Saved data entries
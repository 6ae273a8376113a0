//! The grid walk
//!
//! [`GridWalker`] drives the fill: neighbor-first cell selection with a
//! global fallback scan, and tolerance-bounded random sampling for the next
//! color. [`walk`] is a shortcut for a one-shot run with an OS-seeded
//! random source.

mod cancellation;
mod options;
mod stats;
mod walker;

pub use cancellation::{CancelFlag, CancellationChecker, NeverCancel};
pub use options::{NeighborPolicy, WalkOptions, DEFAULT_SIMILARITY_TOLERANCE};
pub use stats::WalkStats;
pub use walker::{nearest_sampled, GridWalker, Paint, WalkOutcome};

use rand::rngs::StdRng;
use rand::SeedableRng;

use crate::api::ExhaustionError;
use crate::palette::Palette;

/// Paint a `width` x `height` grid from `palette` with default options.
///
/// `on_paint` is called once per cell in visiting order.
///
/// # Errors
///
/// [`ExhaustionError`] if the palette has more colors than the grid has
/// cells.
///
/// # Example
///
/// ```
/// use color_walk::{walk, Canvas, ExhaustionError, Palette, WalkOutcome};
///
/// let mut canvas = Canvas::new(4, 2);
/// let outcome = walk(4, 2, Palette::generate(2).unwrap(), |paint| {
///     canvas.paint(paint).unwrap()
/// });
/// assert_eq!(outcome, Ok(WalkOutcome::Completed { painted: 8 }));
/// assert!(canvas.is_complete());
///
/// // 27 colors do not fit on 8 cells
/// let outcome = walk(4, 2, Palette::generate(3).unwrap(), |_| {});
/// assert_eq!(outcome, Err(ExhaustionError { remaining_colors: 19 }));
/// ```
pub fn walk<F>(
    width: u32,
    height: u32,
    palette: Palette,
    on_paint: F,
) -> Result<WalkOutcome, ExhaustionError>
where
    F: FnMut(Paint),
{
    GridWalker::new(width, height, palette, StdRng::from_entropy()).run(on_paint)
}
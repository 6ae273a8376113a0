use axum::{
    http::StatusCode,
    response::{IntoResponse, Response},
    Json,
};
use color_walk::{ConfigError, ExhaustionError, WalkError};
use serde_json::json;
use thiserror::Error;

#[derive(Debug, Error)]
pub enum ApiError {
    #[error("Canvas not found: {0}")]
    CanvasNotFound(String),

    #[error("Invalid canvas '{name}': {source}")]
    InvalidCanvas { name: String, source: ConfigError },

    #[error("Canvas '{name}' too large: {cells} cells (max {max})")]
    CanvasTooLarge { name: String, cells: u64, max: u64 },

    #[error("Walk failed: {0}")]
    Walk(#[from] ExhaustionError),

    #[error("Rendering error: {0}")]
    Render(#[from] RenderError),

    #[error("Internal error: {0}")]
    Internal(String),
}

impl ApiError {
    /// Attach the canvas name to a walk failure
    pub fn from_walk(canvas: &str, error: WalkError) -> Self {
        match error {
            WalkError::Config(source) => ApiError::InvalidCanvas {
                name: canvas.to_string(),
                source,
            },
            WalkError::Exhausted(e) => ApiError::Walk(e),
        }
    }
}

impl From<tokio::task::JoinError> for ApiError {
    fn from(e: tokio::task::JoinError) -> Self {
        ApiError::Internal(format!("walk task failed: {e}"))
    }
}

#[derive(Debug, Error)]
pub enum RenderError {
    #[error("Canvas incomplete: {painted} of {cells} cells painted")]
    Incomplete { painted: usize, cells: usize },

    #[error("Pixel buffer has {actual} bytes, expected {expected}")]
    BufferSize { expected: usize, actual: usize },

    #[error("PNG encode error: {0}")]
    PngEncode(String),
}

impl IntoResponse for ApiError {
    fn into_response(self) -> Response {
        let status = match &self {
            ApiError::CanvasNotFound(_) => StatusCode::NOT_FOUND,
            ApiError::InvalidCanvas { .. } | ApiError::CanvasTooLarge { .. } => {
                StatusCode::UNPROCESSABLE_ENTITY
            }
            ApiError::Walk(_) | ApiError::Render(_) | ApiError::Internal(_) => {
                StatusCode::INTERNAL_SERVER_ERROR
            }
        };

        let body = Json(json!({
            "status": status.as_u16(),
            "error": self.to_string(),
        }));

        (status, body).into_response()
    }
}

### What is being asked
Filter the entries and keep only the lines holding "WalkOutcome".

### Result
pub use walker::{nearest_sampled, GridWalker, Paint, WalkOutcome};
/// use color_walk::{walk, Canvas, ExhaustionError, Palette, WalkOutcome};
/// assert_eq!(outcome, Ok(WalkOutcome::Completed { painted: 8 }));
) -> Result<WalkOutcome, ExhaustionError>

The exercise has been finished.